# [DATA SECTION]

//! Associated Legendre functions `P_ℓ^m(x)` on `[-1, 1]`.
//!
//! The functions share the two-index layout of the spherical harmonics:
//! level `L` holds orders `m = -L..=L` and is produced by the same record,
//! with `t = x` and `ξ∓ = √(1 − x²)`. In the natural scaling the record
//! reads
//!
//! ```text
//! P_L^{-L} = ξ · P_{L-1}^{-(L-1)} / (2L)
//! P_L^{L}  = ∓(2L − 1) · ξ · P_{L-1}^{L-1}
//! P_L^m    = ((2L − 1)·x·P_{L-1}^m − (L + m − 1)·P_{L-2}^m) / (L − m)
//! ```
//!
//! with the sign of the top order set by the Condon–Shortley phase.

use log::debug;

use super::{Recurrence, Scaling, SphereRecord, SphereRecurrence, require_scaling};
use crate::arith::{Arithmetic, ArithmeticMode, Exact, Scalar};
use crate::error::Result;

const ALP_SCALINGS: [Scaling; 3] = [Scaling::Natural, Scaling::Spherical, Scaling::Normal];

/// Coefficient provider for associated Legendre functions.
#[derive(Debug, Clone)]
pub struct AlpRecurrence<R> {
    scaling: Scaling,
    condon_shortley: bool,
    arithmetic: Arithmetic<R>,
    // normalised scalings reuse the orthonormal harmonic records
    harmonics: SphereRecurrence<R>,
}

impl<R: Scalar> AlpRecurrence<R> {
    /// Associated Legendre functions under one of the conventions
    ///
    /// - `natural`: `P_ℓ^m = (1 − x²)^{m/2} dᵐP_ℓ/dxᵐ` for `m ≥ 0`, and
    ///   `P_ℓ^{-m} = (ℓ − m)!/(ℓ + m)! · P_ℓ^m` up to the phase
    /// - `spherical`: orthonormal on the sphere with `e^{imφ}` attached
    /// - `normal`: `∫_{-1}^{1} (P_ℓ^m)² dx = 1`
    ///
    /// `condon_shortley` multiplies order `m` by `(-1)^m`.
    pub fn associated_legendre(
        scaling: Scaling,
        condon_shortley: bool,
        mode: ArithmeticMode,
    ) -> Result<Self> {
        require_scaling("associated Legendre functions", scaling, &ALP_SCALINGS)?;
        let harmonic_scaling = if condon_shortley {
            Scaling::QuantumMechanic
        } else {
            Scaling::Acoustic
        };
        let harmonics = SphereRecurrence::spherical_harmonics(harmonic_scaling, mode)?;
        let arithmetic = Arithmetic::select(mode);
        debug!(
            "associated Legendre recurrence: scaling={}, condon_shortley={}, mode={}",
            scaling,
            condon_shortley,
            arithmetic.mode()
        );
        Ok(Self {
            scaling,
            condon_shortley,
            arithmetic,
            harmonics,
        })
    }

    pub fn scaling(&self) -> Scaling {
        self.scaling
    }

    pub fn condon_shortley(&self) -> bool {
        self.condon_shortley
    }

    fn natural_record(&self, l: i64) -> SphereRecord<R> {
        let arith = &self.arithmetic;
        let top = arith.ratio(2 * l - 1, 1);
        let z1 = if self.condon_shortley { -top } else { top };
        SphereRecord {
            z0: arith.ratio(1, 2 * l),
            z1,
            c0: (-l + 1..l).map(|m| arith.ratio(2 * l - 1, l - m)).collect(),
            c1: (l > 1).then(|| (-l + 2..l - 1).map(|m| arith.ratio(l + m - 1, l - m)).collect()),
        }
    }
}

impl<R: Scalar> Recurrence<R> for AlpRecurrence<R> {
    type Record = SphereRecord<R>;

    fn p0(&self) -> R {
        match self.scaling {
            Scaling::Spherical => self.harmonics.p0(),
            Scaling::Normal => self.arithmetic.compute(
                || Exact::ratio(1, 2).sqrt(),
                || std::f64::consts::FRAC_1_SQRT_2,
            ),
            _ => R::one(),
        }
    }

    fn record(&self, n: usize) -> SphereRecord<R> {
        match self.scaling {
            Scaling::Natural => self.natural_record(n as i64 + 1),
            _ => self.harmonics.record(n),
        }
    }

    fn arithmetic(&self) -> Arithmetic<R> {
        self.arithmetic.clone()
    }
}

#[cfg(test)]
mod tests {
    use super::*;
    use crate::error::OrthoError;

    fn natural(condon_shortley: bool) -> AlpRecurrence<Exact> {
        AlpRecurrence::associated_legendre(Scaling::Natural, condon_shortley, ArithmeticMode::Auto)
            .unwrap()
    }

    #[test]
    fn test_natural_record() {
        let r = natural(true).record(2);
        assert_eq!(r.z0, Exact::ratio(1, 6));
        assert_eq!(r.z1, Exact::ratio(-5, 1));
        // m = -2..=2: 5/(3 - m)
        assert_eq!(
            r.c0,
            [5, 4, 3, 2, 1].map(|d| Exact::ratio(5, d)).to_vec()
        );
        // m = -1..=1: (2 + m)/(3 - m)
        assert_eq!(
            r.c1,
            Some(vec![Exact::ratio(1, 4), Exact::ratio(2, 3), Exact::ratio(3, 2)])
        );
        assert!(natural(true).record(0).c1.is_none());
    }

    #[test]
    fn test_phase_only_flips_top_order() {
        let (with, without) = (natural(true).record(4), natural(false).record(4));
        assert_eq!(with.z1, -without.z1.clone());
        assert_eq!(with.z0, without.z0);
        assert_eq!(with.c0, without.c0);
        assert_eq!(with.c1, without.c1);
    }

    #[test]
    fn test_normal_rescales_spherical() {
        let spherical =
            AlpRecurrence::<Exact>::associated_legendre(Scaling::Spherical, true, ArithmeticMode::Auto)
                .unwrap();
        let normal =
            AlpRecurrence::<Exact>::associated_legendre(Scaling::Normal, true, ArithmeticMode::Auto)
                .unwrap();
        assert_eq!(spherical.record(3), normal.record(3));
        assert_eq!(normal.p0(), Exact::ratio(1, 2).sqrt());
        assert_eq!(
            spherical.p0(),
            (Exact::from_integer(4) * Exact::pi()).sqrt().recip()
        );
    }

    #[test]
    fn test_rejects_harmonic_scalings() {
        assert!(matches!(
            AlpRecurrence::<f64>::associated_legendre(Scaling::Schmidt, false, ArithmeticMode::Auto),
            Err(OrthoError::UnsupportedScaling { .. })
        ));
    }
}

# [EXERCISE REQUIREMENTS]
All of the material above needs to be output exactly, with no line left out.

# [SOLUTION TO THE PROBLEM]
//! Associated Legendre functions `P_ℓ^m(x)` on `[-1, 1]`.
//!
//! The functions share the two-index layout of the spherical harmonics:
//! level `L` holds orders `m = -L..=L` and is produced by the same record,
//! with `t = x` and `ξ∓ = √(1 − x²)`. In the natural scaling the record
//! reads
//!
//! ```text
//! P_L^{-L} = ξ · P_{L-1}^{-(L-1)} / (2L)
//! P_L^{L}  = ∓(2L − 1) · ξ · P_{L-1}^{L-1}
//! P_L^m    = ((2L − 1)·x·P_{L-1}^m − (L + m − 1)·P_{L-2}^m) / (L − m)
//! ```
//!
//! with the sign of the top order set by the Condon–Shortley phase.

use log::debug;

use super::{Recurrence, Scaling, SphereRecord, SphereRecurrence, require_scaling};
use crate::arith::{Arithmetic, ArithmeticMode, Exact, Scalar};
use crate::error::Result;

const ALP_SCALINGS: [Scaling; 3] = [Scaling::Natural, Scaling::Spherical, Scaling::Normal];

/// Coefficient provider for associated Legendre functions.
#[derive(Debug, Clone)]
pub struct AlpRecurrence<R> {
    scaling: Scaling,
    condon_shortley: bool,
    arithmetic: Arithmetic<R>,
    // normalised scalings reuse the orthonormal harmonic records
    harmonics: SphereRecurrence<R>,
}

impl<R: Scalar> AlpRecurrence<R> {
    /// Associated Legendre functions under one of the conventions
    ///
    /// - `natural`: `P_ℓ^m = (1 − x²)^{m/2} dᵐP_ℓ/dxᵐ` for `m ≥ 0`, and
    ///   `P_ℓ^{-m} = (ℓ − m)!/(ℓ + m)! · P_ℓ^m` up to the phase
    /// - `spherical`: orthonormal on the sphere with `e^{imφ}` attached
    /// - `normal`: `∫_{-1}^{1} (P_ℓ^m)² dx = 1`
    ///
    /// `condon_shortley` multiplies order `m` by `(-1)^m`.
    pub fn associated_legendre(
        scaling: Scaling,
        condon_shortley: bool,
        mode: ArithmeticMode,
    ) -> Result<Self> {
        require_scaling("associated Legendre functions", scaling, &ALP_SCALINGS)?;
        let harmonic_scaling = if condon_shortley {
            Scaling::QuantumMechanic
        } else {
            Scaling::Acoustic
        };
        let harmonics = SphereRecurrence::spherical_harmonics(harmonic_scaling, mode)?;
        let arithmetic = Arithmetic::select(mode);
        debug!(
            "associated Legendre recurrence: scaling={}, condon_shortley={}, mode={}",
            scaling,
            condon_shortley,
            arithmetic.mode()
        );
        Ok(Self {
            scaling,
            condon_shortley,
            arithmetic,
            harmonics,
        })
    }

    pub fn scaling(&self) -> Scaling {
        self.scaling
    }

    pub fn condon_shortley(&self) -> bool {
        self.condon_shortley
    }

    fn natural_record(&self, l: i64) -> SphereRecord<R> {
        let arith = &self.arithmetic;
        let top = arith.ratio(2 * l - 1, 1);
        let z1 = if self.condon_shortley { -top } else { top };
        SphereRecord {
            z0: arith.ratio(1, 2 * l),
            z1,
            c0: (-l + 1..l).map(|m| arith.ratio(2 * l - 1, l - m)).collect(),
            c1: (l > 1).then(|| (-l + 2..l - 1).map(|m| arith.ratio(l + m - 1, l - m)).collect()),
        }
    }
}

impl<R: Scalar> Recurrence<R> for AlpRecurrence<R> {
    type Record = SphereRecord<R>;

    fn p0(&self) -> R {
        match self.scaling {
            Scaling::Spherical => self.harmonics.p0(),
            Scaling::Normal => self.arithmetic.compute(
                || Exact::ratio(1, 2).sqrt(),
                || std::f64::consts::FRAC_1_SQRT_2,
            ),
            _ => R::one(),
        }
    }

    fn record(&self, n: usize) -> SphereRecord<R> {
        match self.scaling {
            Scaling::Natural => self.natural_record(n as i64 + 1),
            _ => self.harmonics.record(n),
        }
    }

    fn arithmetic(&self) -> Arithmetic<R> {
        self.arithmetic.clone()
    }
}

#[cfg(test)]
mod tests {
    use super::*;
    use crate::error::OrthoError;

    fn natural(condon_shortley: bool) -> AlpRecurrence<Exact> {
        AlpRecurrence::associated_legendre(Scaling::Natural, condon_shortley, ArithmeticMode::Auto)
            .unwrap()
    }

    #[test]
    fn test_natural_record() {
        let r = natural(true).record(2);
        assert_eq!(r.z0, Exact::ratio(1, 6));
        assert_eq!(r.z1, Exact::ratio(-5, 1));
        // m = -2..=2: 5/(3 - m)
        assert_eq!(
            r.c0,
            [5, 4, 3, 2, 1].map(|d| Exact::ratio(5, d)).to_vec()
        );
        // m = -1..=1: (2 + m)/(3 - m)
        assert_eq!(
            r.c1,
            Some(vec![Exact::ratio(1, 4), Exact::ratio(2, 3), Exact::ratio(3, 2)])
        );
        assert!(natural(true).record(0).c1.is_none());
    }

    #[test]
    fn test_phase_only_flips_top_order() {
        let (with, without) = (natural(true).record(4), natural(false).record(4));
        assert_eq!(with.z1, -without.z1.clone());
        assert_eq!(with.z0, without.z0);
        assert_eq!(with.c0, without.c0);
        assert_eq!(with.c1, without.c1);
    }

    #[test]
    fn test_normal_rescales_spherical() {
        let spherical =
            AlpRecurrence::<Exact>::associated_legendre(Scaling::Spherical, true, ArithmeticMode::Auto)
                .unwrap();
        let normal =
            AlpRecurrence::<Exact>::associated_legendre(Scaling::Normal, true, ArithmeticMode::Auto)
                .unwrap();
        assert_eq!(spherical.record(3), normal.record(3));
        assert_eq!(normal.p0(), Exact::ratio(1, 2).sqrt());
        assert_eq!(
            spherical.p0(),
            (Exact::from_integer(4) * Exact::pi()).sqrt().recip()
        );
    }

    #[test]
    fn test_rejects_harmonic_scalings() {
        assert!(matches!(
            AlpRecurrence::<f64>::associated_legendre(Scaling::Schmidt, false, ArithmeticMode::Auto),
            Err(OrthoError::UnsupportedScaling { .. })
        ));
    }
}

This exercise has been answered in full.